Monday, 6 June 2011

HR on TV

Do you want to add references to your assignments that are easy and fun to digest? Do you want some straightforward routes to best practice? Do you like television?

If your answer to all these questions is ‘Yes’ then here’s what you can do: watch your favourite workplace-set TV shows, not for the plot, characterisation, stunts or set dressing, but rather for the human resources issues on display. Reality shows such as The Apprentice are the obvious place to start. But there are also documentaries and many fictional dramas and comedies set in organisations.

In The West Wing and Yes Minister we see the inner workings of government. In 30 Rock, Studio 60 on the Sunset Strip and Frazier we see inside broadcast media companies. Boston Legal and Ally McBeal showed us legal practices. And there are more police procedural and hospital dramas than anyone can ever watch. All regularly feature HR issues underlying the foreground stories.

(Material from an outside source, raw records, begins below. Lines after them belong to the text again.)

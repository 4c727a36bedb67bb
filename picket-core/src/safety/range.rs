//! Range sensor monitor
//!
//! Measurements are rate-limited, gated on the sensor head being
//! settled and clamped to a plausible window. Anything outside the
//! window, and any missing echo, is reported as invalid rather than as a
//! number.
//!
//! A background sampler runs at a fixed cadence and trips the safety
//! stop after a configured number of consecutive readings at or inside
//! the threshold.

use crate::config::RangeConfig;
use crate::state::DistanceSample;
use crate::traits::EchoSensor;

/// Outcome of one safety sampler tick
#[derive(Debug, Clone, Copy, PartialEq, Eq)]
#[cfg_attr(feature = "defmt", derive(defmt::Format))]
pub enum SafetyVerdict {
    /// Nothing to do
    Clear,
    /// Debounced obstacle while moving; stop now
    Trip,
}

/// Range sensor with cooldown, plausibility window and debounce
pub struct RangeMonitor<E> {
    sensor: E,
    config: RangeConfig,
    /// Most recent measurement, valid or not
    last: Option<DistanceSample>,
    /// When the safety sampler last ran
    last_safety_ms: Option<u32>,
    /// Consecutive hits
    hits: u8,
}

impl<E: EchoSensor> RangeMonitor<E> {
    pub fn new(sensor: E, config: RangeConfig) -> Self {
        Self {
            sensor,
            config,
            last: None,
            last_safety_ms: None,
            hits: 0,
        }
    }

    /// Take a reading in tenths of a centimetre
    ///
    /// Within the cooldown after the previous measurement the cached
    /// value is returned without pinging. While the head is unsettled
    /// the result is invalid and nothing is cached.
    pub fn measure(&mut self, now_ms: u32, settled: bool) -> Option<u16> {
        if let Some(last) = self.last {
            if now_ms.wrapping_sub(last.at_ms) < self.config.cooldown_ms {
                return last.cm_x10;
            }
        }

        if !settled {
            return None;
        }

        let cm_x10 = self
            .sensor
            .ping(self.config.echo_timeout_us)
            .and_then(|us| self.to_cm_x10(us));

        self.last = Some(DistanceSample {
            cm_x10,
            at_ms: now_ms,
        });
        cm_x10
    }

    /// Convert an echo width to tenths of a centimetre inside the window
    fn to_cm_x10(&self, echo_us: u32) -> Option<u16> {
        let x10 = echo_us.saturating_mul(10) / self.config.us_per_cm as u32;
        let min = self.config.min_cm as u32 * 10;
        let max = self.config.max_cm as u32 * 10;
        if (min..=max).contains(&x10) {
            Some(x10 as u16)
        } else {
            None
        }
    }

    /// Most recent measurement
    pub fn last_sample(&self) -> Option<DistanceSample> {
        self.last
    }

    /// Most recent reading, `None` if it was invalid or never taken
    pub fn last_cm_x10(&self) -> Option<u16> {
        self.last.and_then(|s| s.cm_x10)
    }

    /// Consecutive hits so far
    pub fn hits(&self) -> u8 {
        self.hits
    }

    pub fn reset_debounce(&mut self) {
        self.hits = 0;
    }

    /// Run the background safety sampler
    ///
    /// Samples at most once per safety period. A threshold of 0 disables
    /// the sampler and holds the counter at zero. While the head is
    /// unsettled a due sample is deferred, not counted as a miss, so a
    /// sweeping head still gets one sample per step. When the counter
    /// fills it resets; the result is a trip only if the rover is moving.
    pub fn safety_tick(
        &mut self,
        now_ms: u32,
        settled: bool,
        threshold_cm: u16,
        moving: bool,
    ) -> SafetyVerdict {
        if let Some(last) = self.last_safety_ms {
            if now_ms.wrapping_sub(last) < self.config.safety_period_ms {
                return SafetyVerdict::Clear;
            }
        }

        if threshold_cm == 0 {
            self.last_safety_ms = Some(now_ms);
            self.hits = 0;
            return SafetyVerdict::Clear;
        }

        if !settled {
            return SafetyVerdict::Clear;
        }
        self.last_safety_ms = Some(now_ms);

        let limit = threshold_cm as u32 * 10;
        let hit = self
            .measure(now_ms, settled)
            .is_some_and(|x10| x10 as u32 <= limit);

        if !hit {
            self.hits = 0;
            return SafetyVerdict::Clear;
        }

        self.hits = self.hits.saturating_add(1);
        if self.hits < self.config.debounce_hits {
            return SafetyVerdict::Clear;
        }

        self.hits = 0;
        if moving {
            warn!("Safety stop: obstacle inside {} cm", threshold_cm);
            SafetyVerdict::Trip
        } else {
            SafetyVerdict::Clear
        }
    }

    pub fn sensor(&self) -> &E {
        &self.sensor
    }

    pub fn sensor_mut(&mut self) -> &mut E {
        &mut self.sensor
    }
}
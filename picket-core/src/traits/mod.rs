//! Hardware abstraction traits
//!
//! These traits define the interface between the control core and
//! board-specific drivers. They are infallible at the seam: a driver that
//! hits a bus error logs it and degrades (a failed echo read is a
//! timeout), so the control loop never unwinds.

pub mod actuator;
pub mod io;

#[cfg(test)]
pub(crate) mod mock;

pub use actuator::{DirectionRegister, EnableGate, ServoOutput};
pub use io::{EchoSensor, LineSink};
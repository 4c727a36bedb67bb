//! Host UART receive task
//!
//! Moves raw bytes into the RX pipe. Line framing happens in the control
//! loop so a half-received command never reaches the dispatcher.

use defmt::*;
use embassy_rp::uart::BufferedUartRx;
use embedded_io_async::Read;

use crate::channels::RX_BYTES;

#[embassy_executor::task]
pub async fn uart_rx_task(mut rx: BufferedUartRx) {
    info!("UART RX task started");

    let mut buf = [0u8; 64];

    loop {
        match rx.read(&mut buf).await {
            Ok(n) if n > 0 => {
                RX_BYTES.write_all(&buf[..n]).await;
            }
            Ok(_) => {}
            Err(e) => {
                warn!("UART read error: {:?}", e);
            }
        }
    }
}
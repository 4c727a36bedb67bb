//! Drive train control
//!
//! The motion controller is the only writer of the direction register
//! and the shared enable gate. Each tick it turns the current
//! [`MotionMode`](crate::state::MotionMode) into channel directions and a
//! gate duty, emulating per-side speed tiers the single gate cannot
//! express.

pub mod channel;
pub mod controller;

pub use channel::{ChannelDrive, ChannelMap, MotorChannel, CHANNEL_COUNT};
pub use controller::MotionController;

Best of all is probably The Office: an American Workplace, where the regular character Toby is a busy HR Business Partner in a small business unit of a larger organisation. And of course, this programme is the US spin-off of the UK comedy The Office.

None of these programmes show us best practice. Often the organisations will not be depicted realistically and the issues will be handled quickly and at low levels of detail. But that’s a good thing: they can certainly show us what NOT to do, which can lead us toward best practice.

And working out HR issues in these fictional worlds can be involving and challenging, with none of the risks of doing it for real in our own organisations.

I know what I’m doing tonight. Why don’t you join in: put your feet up, get your notebook out, put your ‘HR goggles’ on and watch your favourite workplace-set TV show.